{Reference Type}: Journal Article {Title}: First case of adult onset neuronal intranuclear inclusion disease with both typical radiological signs and NOTCH2NLC repeat expansions in a Caucasian individual. {Author}: Podar IV;Gutmann DAP;Harmuth F;Haack TB;Ossowski S;Hengel H;Bornemann A;Schöls L;Neuhaus O; {Journal}: Eur J Neurol {Volume}: 30 {Issue}: 9 {Year}: 2023 09 4 {Factor}: 6.288 {DOI}: 10.1111/ene.15905 {Abstract}: Adult onset neuronal intranuclear inclusion disease (NIID) is a rare neurodegenerative disorder with a heterogeneous clinical presentation that can mimic stroke and various forms of dementia. To date, it has been described almost exclusively in Asian individuals.

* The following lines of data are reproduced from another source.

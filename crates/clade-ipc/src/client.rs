// Copyright (c) 2024-2026 Martin Schröder <info@swedishembedded.com>
//
// SPDX-License-Identifier: MIT
//! One-shot client for the §4.8 Unix-domain-socket protocol: connect, write
//! one JSON line, read one JSON line back, disconnect. Used by
//! [`crate::bridge::ToolBridgeServer`] to turn each MCP tool call into a
//! round trip against the host process.
use std::path::{Path, PathBuf};
use std::time::Duration;

use thiserror::Error;
use tokio::io::{AsyncBufReadExt, AsyncWriteExt, BufReader};
use tokio::net::UnixStream;

/// Matches the server's own deadline (§5).
const REQUEST_TIMEOUT: Duration = Duration::from_secs(120);

#[derive(Debug, Error)]
pub enum IpcClientError {
    #[error("connecting to {path}: {source}")]
    Connect {
        path: PathBuf,
        #[source]
        source: std::io::Error,
    },
    #[error("request to {path} timed out after {REQUEST_TIMEOUT:?}")]
    Timeout { path: PathBuf },
    #[error("writing request: {0}")]
    Write(std::io::Error),
    #[error("reading reply: {0}")]
    Read(std::io::Error),
    #[error("reply was not valid JSON: {0}")]
    Decode(#[from] serde_json::Error),
}

pub struct IpcClient {
    socket_path: PathBuf,
}

impl IpcClient {
    pub fn new(socket_path: impl Into<PathBuf>) -> Self {
        Self {
            socket_path: socket_path.into(),
        }
    }

    pub fn socket_path(&self) -> &Path {
        &self.socket_path
    }

    /// Sends `request` (any `Serialize` value — callers pass the `serde_json`
    /// objects built in [`crate::bridge`]) and returns the decoded reply.
    pub async fn call(
        &self,
        request: &serde_json::Value,
    ) -> Result<serde_json::Value, IpcClientError> {
        tokio::time::timeout(REQUEST_TIMEOUT, self.call_inner(request))
            .await
            .map_err(|_| IpcClientError::Timeout {
                path: self.socket_path.clone(),
            })?
    }

    async fn call_inner(
        &self,
        request: &serde_json::Value,
    ) -> Result<serde_json::Value, IpcClientError> {
        let stream =
            UnixStream::connect(&self.socket_path)
                .await
                .map_err(|source| IpcClientError::Connect {
                    path: self.socket_path.clone(),
                    source,
                })?;
        let (read_half, mut write_half) = stream.into_split();

        let mut line = serde_json::to_vec(request)?;
        line.push(b'\n');
        write_half
            .write_all(&line)
            .await
            .map_err(IpcClientError::Write)?;
        write_half.flush().await.map_err(IpcClientError::Write)?;
        // Half-close the write side so the server's read_line sees EOF after
        // our one line even if we never send another.
        write_half.shutdown().await.map_err(IpcClientError::Write)?;

        let mut reader = BufReader::new(read_half);
        let mut reply = String::new();
        reader
            .read_line(&mut reply)
            .await
            .map_err(IpcClientError::Read)?;
        Ok(serde_json::from_str(reply.trim())?)
    }
}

This case presentation includes magnetic resonance imaging (MRI) of the neurocranium, histology by skin biopsy, and long-read genome sequencing.
A 75-year-old Caucasian female presented with paroxysmal encephalopathy twice within a 14-month period. Brain MRI revealed high-intensity signals at the cerebral corticomedullary junction (diffusion-weighted imaging) and the paravermal area (fluid-attenuated inversion recovery), a typical distribution observed in adult onset NIID. The diagnosis was corroborated by skin biopsy, which demonstrated eosinophilic intranuclear inclusion bodies, and confirmed by long-read genome sequencing, showing an expansion of the GGC repeat in exon 1 of NOTCH2NLC.
Our case proves adult onset NOTCH2NLC-GGC-positive NIID with typical findings on MRI and histology in a Caucasian patient and underscores the need to consider this diagnosis in non-Asian individuals.